## The records

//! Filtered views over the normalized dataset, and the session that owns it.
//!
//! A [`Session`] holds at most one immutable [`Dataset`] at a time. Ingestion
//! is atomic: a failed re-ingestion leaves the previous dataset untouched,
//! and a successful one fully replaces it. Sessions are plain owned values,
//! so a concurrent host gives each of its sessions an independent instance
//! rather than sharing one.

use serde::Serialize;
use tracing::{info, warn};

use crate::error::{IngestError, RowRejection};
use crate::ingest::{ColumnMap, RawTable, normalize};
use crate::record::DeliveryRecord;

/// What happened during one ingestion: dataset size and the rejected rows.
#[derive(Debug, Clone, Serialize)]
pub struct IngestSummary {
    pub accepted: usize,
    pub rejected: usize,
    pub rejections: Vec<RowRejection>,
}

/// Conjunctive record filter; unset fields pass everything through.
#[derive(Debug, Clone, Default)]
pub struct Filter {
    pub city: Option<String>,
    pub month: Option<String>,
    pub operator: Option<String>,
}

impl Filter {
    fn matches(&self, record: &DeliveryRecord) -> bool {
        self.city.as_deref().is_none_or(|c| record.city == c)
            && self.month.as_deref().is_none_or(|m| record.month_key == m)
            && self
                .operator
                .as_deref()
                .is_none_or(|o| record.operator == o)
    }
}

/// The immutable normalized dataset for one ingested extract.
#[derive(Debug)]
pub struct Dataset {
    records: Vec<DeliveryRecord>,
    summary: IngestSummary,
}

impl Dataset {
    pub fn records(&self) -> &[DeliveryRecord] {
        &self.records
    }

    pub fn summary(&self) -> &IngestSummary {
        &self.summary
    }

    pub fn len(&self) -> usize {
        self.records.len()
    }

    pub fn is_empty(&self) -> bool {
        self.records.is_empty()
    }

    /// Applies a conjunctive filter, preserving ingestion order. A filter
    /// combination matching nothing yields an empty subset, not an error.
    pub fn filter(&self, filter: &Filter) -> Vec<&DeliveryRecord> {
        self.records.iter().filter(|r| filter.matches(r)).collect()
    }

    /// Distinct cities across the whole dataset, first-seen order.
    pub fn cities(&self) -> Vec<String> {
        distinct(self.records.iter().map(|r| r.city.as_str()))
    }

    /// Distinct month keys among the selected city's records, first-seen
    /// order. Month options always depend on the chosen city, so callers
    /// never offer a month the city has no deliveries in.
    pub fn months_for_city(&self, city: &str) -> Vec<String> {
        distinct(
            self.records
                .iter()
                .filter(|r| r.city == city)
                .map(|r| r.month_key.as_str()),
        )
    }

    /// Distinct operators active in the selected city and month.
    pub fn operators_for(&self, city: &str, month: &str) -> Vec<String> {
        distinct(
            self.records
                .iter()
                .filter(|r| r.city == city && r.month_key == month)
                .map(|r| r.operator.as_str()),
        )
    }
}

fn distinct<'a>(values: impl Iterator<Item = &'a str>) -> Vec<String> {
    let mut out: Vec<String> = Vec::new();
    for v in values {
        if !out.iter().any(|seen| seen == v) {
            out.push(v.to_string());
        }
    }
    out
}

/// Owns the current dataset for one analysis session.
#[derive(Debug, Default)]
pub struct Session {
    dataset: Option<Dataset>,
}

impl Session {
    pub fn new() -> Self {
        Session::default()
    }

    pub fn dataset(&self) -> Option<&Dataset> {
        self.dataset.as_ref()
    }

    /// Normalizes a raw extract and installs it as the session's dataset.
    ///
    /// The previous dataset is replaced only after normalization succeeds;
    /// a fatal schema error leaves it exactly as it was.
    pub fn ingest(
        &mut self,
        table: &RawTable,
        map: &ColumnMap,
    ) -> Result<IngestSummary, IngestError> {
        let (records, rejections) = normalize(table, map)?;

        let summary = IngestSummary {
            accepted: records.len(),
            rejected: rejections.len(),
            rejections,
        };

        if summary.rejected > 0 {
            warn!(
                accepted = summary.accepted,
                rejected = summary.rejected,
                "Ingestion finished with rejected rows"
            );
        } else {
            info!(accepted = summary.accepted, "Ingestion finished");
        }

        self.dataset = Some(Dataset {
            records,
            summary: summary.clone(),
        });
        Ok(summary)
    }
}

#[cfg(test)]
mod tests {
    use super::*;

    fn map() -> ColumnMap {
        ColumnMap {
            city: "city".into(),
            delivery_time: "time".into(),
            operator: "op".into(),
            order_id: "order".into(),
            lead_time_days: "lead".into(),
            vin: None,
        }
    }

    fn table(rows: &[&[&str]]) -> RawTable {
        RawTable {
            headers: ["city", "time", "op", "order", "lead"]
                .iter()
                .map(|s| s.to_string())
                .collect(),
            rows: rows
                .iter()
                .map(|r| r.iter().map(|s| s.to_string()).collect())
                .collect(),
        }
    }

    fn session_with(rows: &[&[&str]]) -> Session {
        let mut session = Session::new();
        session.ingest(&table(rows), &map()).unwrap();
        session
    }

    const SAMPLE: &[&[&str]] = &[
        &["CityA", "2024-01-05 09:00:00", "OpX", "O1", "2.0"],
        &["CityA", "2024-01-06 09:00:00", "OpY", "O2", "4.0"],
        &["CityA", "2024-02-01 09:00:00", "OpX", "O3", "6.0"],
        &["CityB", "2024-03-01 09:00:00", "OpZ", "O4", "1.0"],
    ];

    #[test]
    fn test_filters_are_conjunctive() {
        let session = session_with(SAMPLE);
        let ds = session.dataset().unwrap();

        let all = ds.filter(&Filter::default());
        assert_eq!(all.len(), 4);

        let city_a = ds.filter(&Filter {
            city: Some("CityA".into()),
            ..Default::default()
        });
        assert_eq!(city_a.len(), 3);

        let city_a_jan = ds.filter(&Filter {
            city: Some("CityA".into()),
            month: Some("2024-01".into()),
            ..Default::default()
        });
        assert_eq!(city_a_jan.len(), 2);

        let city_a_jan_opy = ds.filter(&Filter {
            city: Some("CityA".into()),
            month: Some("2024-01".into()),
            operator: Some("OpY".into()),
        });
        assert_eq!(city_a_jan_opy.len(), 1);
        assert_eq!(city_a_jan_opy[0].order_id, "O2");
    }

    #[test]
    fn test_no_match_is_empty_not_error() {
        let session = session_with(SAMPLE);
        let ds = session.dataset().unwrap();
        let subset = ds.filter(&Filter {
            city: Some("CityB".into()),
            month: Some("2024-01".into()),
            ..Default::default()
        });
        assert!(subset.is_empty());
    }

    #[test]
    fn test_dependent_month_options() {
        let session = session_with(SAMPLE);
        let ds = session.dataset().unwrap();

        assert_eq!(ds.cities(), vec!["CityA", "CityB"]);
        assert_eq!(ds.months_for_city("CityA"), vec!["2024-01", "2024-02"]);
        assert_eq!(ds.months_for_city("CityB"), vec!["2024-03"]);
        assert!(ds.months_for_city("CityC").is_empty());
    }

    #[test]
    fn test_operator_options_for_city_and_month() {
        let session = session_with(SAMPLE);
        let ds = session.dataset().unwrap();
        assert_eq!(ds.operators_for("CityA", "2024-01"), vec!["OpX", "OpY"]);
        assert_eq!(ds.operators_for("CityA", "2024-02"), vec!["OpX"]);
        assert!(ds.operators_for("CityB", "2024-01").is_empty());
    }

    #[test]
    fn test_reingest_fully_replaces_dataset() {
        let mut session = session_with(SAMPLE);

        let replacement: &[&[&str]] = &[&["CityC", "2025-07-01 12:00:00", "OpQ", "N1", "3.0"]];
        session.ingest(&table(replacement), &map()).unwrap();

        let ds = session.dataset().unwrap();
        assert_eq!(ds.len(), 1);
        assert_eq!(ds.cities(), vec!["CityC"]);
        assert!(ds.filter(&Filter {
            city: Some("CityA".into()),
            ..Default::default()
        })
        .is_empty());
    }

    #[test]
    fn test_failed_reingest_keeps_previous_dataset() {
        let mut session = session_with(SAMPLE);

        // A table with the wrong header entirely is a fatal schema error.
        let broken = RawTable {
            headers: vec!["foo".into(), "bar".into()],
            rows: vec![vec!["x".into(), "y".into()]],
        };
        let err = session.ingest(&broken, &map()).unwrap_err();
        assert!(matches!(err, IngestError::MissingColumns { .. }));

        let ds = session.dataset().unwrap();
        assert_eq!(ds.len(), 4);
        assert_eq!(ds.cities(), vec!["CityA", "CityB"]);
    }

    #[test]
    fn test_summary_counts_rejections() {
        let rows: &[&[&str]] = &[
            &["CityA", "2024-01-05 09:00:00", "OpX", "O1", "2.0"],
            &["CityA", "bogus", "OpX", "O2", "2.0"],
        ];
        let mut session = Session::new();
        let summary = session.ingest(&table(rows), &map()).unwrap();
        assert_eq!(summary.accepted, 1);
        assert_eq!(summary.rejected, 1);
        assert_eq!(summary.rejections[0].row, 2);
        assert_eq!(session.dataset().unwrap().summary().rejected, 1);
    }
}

## Problem
Wherever the string "matches" appears in the listing above, show the whole line.

## Solution to this task
    fn matches(&self, record: &DeliveryRecord) -> bool {
        self.records.iter().filter(|r| filter.matches(r)).collect()
        assert!(matches!(err, IngestError::MissingColumns { .. }));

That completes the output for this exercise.